• [Work item] Determine how many lines in the records below contain "LimiterStats", then state that number alone.
-- Opening Marker --
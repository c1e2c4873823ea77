//! FIFO concurrency limiter: admission queue, slot accounting, and the
//! completion-driven dispatch loop.

use std::any::Any;
use std::collections::VecDeque;
use std::future::Future;
use std::sync::{Arc, Weak};

use parking_lot::Mutex;
use serde::{Deserialize, Serialize};
use serde_json::json;
use uuid::Uuid;

use crate::core::task::{PendingTask, Settle, Settlement};
use crate::core::{BatchHandle, Limit, TaskHandle, TaskId};
use crate::signal::{self, SignalChannel, SLOT_FREED};

/// Abstraction for spawning task execution on a runtime.
pub trait Spawn {
    /// Spawn a future that runs to completion in the background.
    fn spawn<F>(&self, fut: F)
    where
        F: Future<Output = ()> + Send + 'static;
}

/// Point-in-time view of a limiter's counters.
#[derive(Debug, Clone, Default, PartialEq, Eq, Serialize, Deserialize)]
pub struct LimiterStats {
    /// Configured concurrency ceiling.
    pub max_running: usize,
    /// Tasks started and not yet settled.
    pub active: usize,
    /// Tasks admitted and not yet started.
    pub pending: usize,
    /// Total tasks admitted.
    pub submitted: u64,
    /// Total tasks started.
    pub started: u64,
    /// Total tasks that fulfilled.
    pub fulfilled: u64,
    /// Total tasks that failed, panicked, or could not be invoked.
    pub failed: u64,
}

#[derive(Default)]
struct State {
    queue: VecDeque<PendingTask>,
    active: usize,
    next_id: TaskId,
    started: u64,
    fulfilled: u64,
    failed: u64,
}

struct Inner<S> {
    id: Uuid,
    limit: Limit,
    state: Mutex<State>,
    channel: Arc<dyn SignalChannel>,
    spawner: S,
}

/// Runs at most `limit` submitted tasks at a time, starting queued tasks in
/// submission order as slots free up.
///
/// Cloning is cheap; every clone admits into the same queue.
///
/// ```rust,ignore
/// let limiter = prometheus_limiter::create_limiter(2).await?;
///
/// let one = limiter.submit(|| async { Ok::<_, std::io::Error>(1) }).await?;
/// let all = limiter
///     .submit_all((0..5).map(|i| move || async move { Ok::<_, std::io::Error>(i) }))
///     .await?;
/// ```
pub struct Limiter<S> {
    inner: Arc<Inner<S>>,
}

impl<S> Clone for Limiter<S> {
    fn clone(&self) -> Self {
        Self {
            inner: Arc::clone(&self.inner),
        }
    }
}

impl<S> Limiter<S>
where
    S: Spawn + Send + Sync + 'static,
{
    /// Build a limiter over an existing signal channel and spawner.
    ///
    /// Wires the "slot freed" signal to the dispatch loop. The subscription
    /// holds the limiter weakly, so the channel never keeps it alive.
    pub fn new(limit: Limit, channel: Arc<dyn SignalChannel>, spawner: S) -> Self {
        let inner = Arc::new(Inner {
            id: Uuid::new_v4(),
            limit,
            state: Mutex::new(State::default()),
            channel,
            spawner,
        });

        let weak: Weak<Inner<S>> = Arc::downgrade(&inner);
        inner.channel.subscribe(
            SLOT_FREED,
            signal::handler(move |_| {
                if let Some(inner) = weak.upgrade() {
                    inner.dispatch();
                }
            }),
        );
        tracing::info!(limiter = %inner.id, max_running = limit.get(), "limiter created");

        Self { inner }
    }

    /// Admit one task and return a handle to its own outcome.
    pub fn submit<F, Fut, T, E>(&self, task: F) -> TaskHandle<T, E>
    where
        F: FnOnce() -> Fut + Send + 'static,
        Fut: Future<Output = Result<T, E>> + Send + 'static,
        T: Send + 'static,
        E: Send + 'static,
    {
        let handle = {
            let mut state = self.inner.state.lock();
            self.admit(&mut state, task)
        };
        tracing::debug!(limiter = %self.inner.id, task_id = handle.id(), "task enqueued");

        self.inner.dispatch();
        handle
    }

    /// Admit a batch of tasks at once.
    ///
    /// The whole batch joins the queue before any of it can be dispatched.
    /// The returned handle yields every value in submission order, or the
    /// first failure observed.
    pub fn submit_all<I, F, Fut, T, E>(&self, tasks: I) -> BatchHandle<T, E>
    where
        I: IntoIterator<Item = F>,
        F: FnOnce() -> Fut + Send + 'static,
        Fut: Future<Output = Result<T, E>> + Send + 'static,
        T: Send + 'static,
        E: Send + 'static,
    {
        // Drain the caller's iterator before locking; it may call back into us.
        let producers: Vec<F> = tasks.into_iter().collect();
        let handles: Vec<TaskHandle<T, E>> = {
            let mut state = self.inner.state.lock();
            producers
                .into_iter()
                .map(|producer| self.admit(&mut state, producer))
                .collect()
        };
        tracing::debug!(limiter = %self.inner.id, admitted = handles.len(), "batch enqueued");

        self.inner.dispatch();
        BatchHandle::new(handles)
    }

    /// Append one producer to the queue tail. The caller holds the lock.
    fn admit<F, Fut, T, E>(&self, state: &mut State, producer: F) -> TaskHandle<T, E>
    where
        F: FnOnce() -> Fut + Send + 'static,
        Fut: Future<Output = Result<T, E>> + Send + 'static,
        T: Send + 'static,
        E: Send + 'static,
    {
        let id = state.next_id;
        state.next_id += 1;
        let (settle, receiver) = Settle::channel();
        state.queue.push_back(PendingTask::new(id, producer, settle));

        let keepalive: Arc<dyn Any + Send + Sync> = self.inner.clone();
        TaskHandle::new(id, receiver, keepalive)
    }

    /// Tasks started and not yet settled.
    pub fn active_count(&self) -> usize {
        self.inner.state.lock().active
    }

    /// Tasks waiting for a slot.
    pub fn pending_count(&self) -> usize {
        self.inner.state.lock().queue.len()
    }

    /// The concurrency ceiling fixed at construction.
    pub fn limit(&self) -> Limit {
        self.inner.limit
    }

    /// Identifier used to tag this limiter's log events.
    pub fn id(&self) -> Uuid {
        self.inner.id
    }

    /// Snapshot of the limiter's counters.
    pub fn stats(&self) -> LimiterStats {
        let state = self.inner.state.lock();
        LimiterStats {
            max_running: self.inner.limit.get(),
            active: state.active,
            pending: state.queue.len(),
            submitted: state.next_id,
            started: state.started,
            fulfilled: state.fulfilled,
            failed: state.failed,
        }
    }
}

impl<S> Inner<S>
where
    S: Spawn + Send + Sync + 'static,
{
    /// Start queued tasks while slots remain.
    ///
    /// Each entry leaves the queue and takes its slot under the lock, before
    /// its producer runs, so a re-entrant call can never start it twice or
    /// overshoot the limit. Producers run with the lock released.
    fn dispatch(self: &Arc<Self>) {
        loop {
            let entry = {
                let mut state = self.state.lock();
                if state.active >= self.limit.get() {
                    break;
                }
                let Some(entry) = state.queue.pop_front() else {
                    break;
                };
                state.active += 1;
                state.started += 1;
                entry
            };

            let task_id = entry.id();
            tracing::debug!(limiter = %self.id, task_id, "starting task");
            let running = entry.start();

            let inner = Arc::clone(self);
            self.spawner.spawn(async move {
                let settlement = running.await;
                inner.release(task_id, settlement);
            });
        }
    }

    /// Give a slot back once a task has settled and wake the dispatcher.
    fn release(&self, task_id: TaskId, settlement: Settlement) {
        {
            let mut state = self.state.lock();
            state.active -= 1;
            match settlement {
                Settlement::Fulfilled => state.fulfilled += 1,
                Settlement::Failed => state.failed += 1,
            }
        }
        tracing::debug!(limiter = %self.id, task_id, ?settlement, "task settled");
        self.channel.publish(SLOT_FREED, Some(json!({ "task_id": task_id })));
    }
}

impl<S> std::fmt::Debug for Limiter<S> {
    fn fmt(&self, f: &mut std::fmt::Formatter<'_>) -> std::fmt::Result {
        let state = self.inner.state.lock();
        f.debug_struct("Limiter")
            .field("id", &self.inner.id)
            .field("limit", &self.inner.limit)
            .field("active", &state.active)
            .field("pending", &state.queue.len())
            .finish_non_exhaustive()
    }
}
-- Closing Marker --
• [Output] 3